Mam mało lat i problemy, które choć może nie są szczególnie wielkie, bardzo dają mi się we znaki. Ciężko znoszę samą siebie. Od roku dzień w dzień rośnie we mnie poczucie beznadziei i smutku, takie przytłaczające, wywołujące niemal fizyczny ból. Myśli samobójcze i ich efekt - 7 prób odebrania sobie życia. Szara egzystencja, okropna samotność, brak przyjaciół, coraz większe kompleksy. Moi rodzice się rozwiedli, kiedy miałam dziesięć lat. Ale to boli, nadal, chociaż minęło trochę czasu.
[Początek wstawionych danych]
// Copyright (c) 2025 Dimitris Kafetzis
//
// Licensed under the MIT License.
// See LICENSE file in the project root for full license information.
//
// SPDX-License-Identifier: MIT

//! Control-flow vertices of a task graph.
//!
//! Edges store only the successor index; predecessor links are derived
//! when an edge is added. Each vertex owns an ordered list of subchains,
//! and a tensor-process vertex additionally owns a [`ProcessBase`] record
//! describing its preloaded network.

use crate::error::GraphError;
use crate::subchain::SubchainId;
use std::fmt;

/// Index of a vertex in its owning task's arena.
#[derive(
    Debug, Clone, Copy, PartialEq, Eq, Hash, PartialOrd, Ord, serde::Serialize, serde::Deserialize,
)]
#[serde(transparent)]
pub struct VertexId(pub u16);

impl fmt::Display for VertexId {
    fn fmt(&self, f: &mut fmt::Formatter<'_>) -> fmt::Result {
        write!(f, "vertex#{}", self.0)
    }
}

/// Index of a process-base record in its owning task's arena.
#[derive(
    Debug, Clone, Copy, PartialEq, Eq, Hash, PartialOrd, Ord, serde::Serialize, serde::Deserialize,
)]
#[serde(transparent)]
pub struct ProcessBaseId(pub u16);

impl fmt::Display for ProcessBaseId {
    fn fmt(&self, f: &mut fmt::Formatter<'_>) -> fmt::Result {
        write!(f, "process-base#{}", self.0)
    }
}

/// Hardware limit on out-edges per vertex (the descriptor stores them
/// inline).
pub const MAX_OUT_EDGES: usize = 4;

/// The four vertex kinds.
#[derive(Debug, Clone, Copy, PartialEq, Eq, serde::Serialize, serde::Deserialize)]
#[serde(rename_all = "snake_case")]
pub enum VertexKind {
    /// Entry point; exactly one per task, with exactly one out-edge.
    Start,
    /// Exit point; no out-edges.
    End,
    /// Ordinary processing stage.
    Process,
    /// CNN stage; owns a process base describing the preloaded network.
    TensorProcess,
}

impl VertexKind {
    pub fn wire_tag(&self) -> u8 {
        *self as u8
    }

    pub fn from_wire_tag(tag: u8) -> Option<Self> {
        match tag {
            0 => Some(VertexKind::Start),
            1 => Some(VertexKind::End),
            2 => Some(VertexKind::Process),
            3 => Some(VertexKind::TensorProcess),
            _ => None,
        }
    }

    pub fn as_str(&self) -> &'static str {
        match self {
            VertexKind::Start => "start",
            VertexKind::End => "end",
            VertexKind::Process => "process",
            VertexKind::TensorProcess => "tensor_process",
        }
    }
}

impl fmt::Display for VertexKind {
    fn fmt(&self, f: &mut fmt::Formatter<'_>) -> fmt::Result {
        write!(f, "{}", self.as_str())
    }
}

/// Layer-table record owned by a tensor-process vertex.
#[derive(Debug, Clone, Copy, PartialEq, Eq)]
pub struct ProcessBase {
    /// The owning vertex.
    pub vertex: VertexId,
    pub n_layers: u16,
    pub in_width: u16,
    pub in_height: u16,
    /// Byte offset of the layer table inside the preloaded blob.
    pub base_ofs: u32,
}

/// One node of the task's control-flow graph.
#[derive(Debug, Clone, PartialEq, Eq)]
pub struct Vertex {
    kind: VertexKind,
    subchains: Vec<SubchainId>,
    out_edges: Vec<VertexId>,
    /// Derived from other vertices' out-edges.
    preds: Vec<VertexId>,
    process_base: Option<ProcessBaseId>,
}

impl Vertex {
    pub(crate) fn new(kind: VertexKind) -> Self {
        Self {
            kind,
            subchains: Vec::new(),
            out_edges: Vec::new(),
            preds: Vec::new(),
            process_base: None,
        }
    }

    pub fn kind(&self) -> VertexKind {
        self.kind
    }

    /// Owned subchains, in insertion (execution) order.
    pub fn subchains(&self) -> &[SubchainId] {
        &self.subchains
    }

    pub fn out_edges(&self) -> &[VertexId] {
        &self.out_edges
    }

    pub fn predecessors(&self) -> &[VertexId] {
        &self.preds
    }

    pub fn process_base(&self) -> Option<ProcessBaseId> {
        self.process_base
    }

    pub(crate) fn push_subchain(&mut self, sc: SubchainId) {
        self.subchains.push(sc);
    }

    pub(crate) fn push_out_edge(&mut self, to: VertexId) {
        self.out_edges.push(to);
    }

    pub(crate) fn push_pred(&mut self, from: VertexId) {
        self.preds.push(from);
    }

    pub(crate) fn set_process_base(&mut self, base: ProcessBaseId) {
        self.process_base = Some(base);
    }

    /// Kind-specific local constraints, checked at serialize time.
    pub fn check_constraint(&self, id: VertexId) -> Result<(), GraphError> {
        let fail = |detail: String| {
            Err(GraphError::VertexConstraint {
                vertex: id,
                kind: self.kind,
                detail,
            })
        };
        match self.kind {
            VertexKind::Start => {
                if self.out_edges.len() != 1 {
                    return fail(format!(
                        "start vertex must have exactly one out-edge, found {}",
                        self.out_edges.len()
                    ));
                }
                if !self.preds.is_empty() {
                    return fail("start vertex may not have predecessors".into());
                }
                if !self.subchains.is_empty() {
                    return fail("start vertex owns no subchains".into());
                }
            }
            VertexKind::End => {
                if !self.out_edges.is_empty() {
                    return fail(format!(
                        "end vertex may not have out-edges, found {}",
                        self.out_edges.len()
                    ));
                }
                if !self.subchains.is_empty() {
                    return fail("end vertex owns no subchains".into());
                }
            }
            VertexKind::Process => {
                if self.process_base.is_some() {
                    return fail("only tensor-process vertices carry a process base".into());
                }
            }
            VertexKind::TensorProcess => {
                if self.process_base.is_none() {
                    return Err(GraphError::MissingProcessBase { vertex: id });
                }
            }
        }
        Ok(())
    }

    pub fn summary(&self) -> String {
        format!(
            "{}: {} subchain(s), {} out-edge(s), {} pred(s)",
            self.kind,
            self.subchains.len(),
            self.out_edges.len(),
            self.preds.len()
        )
    }
}

#[cfg(test)]
mod tests {
    use super::*;

    #[test]
    fn test_start_constraint() {
        let mut v = Vertex::new(VertexKind::Start);
        assert!(v.check_constraint(VertexId(0)).is_err());

        v.push_out_edge(VertexId(1));
        assert!(v.check_constraint(VertexId(0)).is_ok());

        v.push_out_edge(VertexId(2));
        let err = v.check_constraint(VertexId(0)).unwrap_err();
        assert!(err.to_string().contains("exactly one out-edge"));
    }

    #[test]
    fn test_end_constraint() {
        let mut v = Vertex::new(VertexKind::End);
        assert!(v.check_constraint(VertexId(2)).is_ok());
        v.push_out_edge(VertexId(0));
        assert!(v.check_constraint(VertexId(2)).is_err());
    }

    #[test]
    fn test_tensor_process_needs_base() {
        let mut v = Vertex::new(VertexKind::TensorProcess);
        assert!(matches!(
            v.check_constraint(VertexId(1)),
            Err(GraphError::MissingProcessBase { .. })
        ));
        v.set_process_base(ProcessBaseId(0));
        assert!(v.check_constraint(VertexId(1)).is_ok());
    }

    #[test]
    fn test_process_rejects_stray_base() {
        let mut v = Vertex::new(VertexKind::Process);
        assert!(v.check_constraint(VertexId(1)).is_ok());
        v.set_process_base(ProcessBaseId(0));
        assert!(v.check_constraint(VertexId(1)).is_err());
    }
}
W podstawówce śmiali się ze mnie z powodu, że moi rodzice nie są razem. Zresztą, nie tylko dlatego - nie byłam lubiana, dalej nie jestem. Siedzi we mnie to dziesięcioletnie dziecko, bojące się ludzi, bojące się kolejnego odtrącenia. Boję się, bo jestem sama i nie umiem prosić o pomoc.
Interesuję się muzyką elektroniczną. Lubię czytać. I pisać - opowiadania i wiersze.
To tyle o mnie. Na forum zarejestrowałam się, bo chcę poznać sobie podobnych. Chcę przeczytać, jak radzicie sobie z tym, co na was spada.
Mam nadzieję, że będzie dobrze.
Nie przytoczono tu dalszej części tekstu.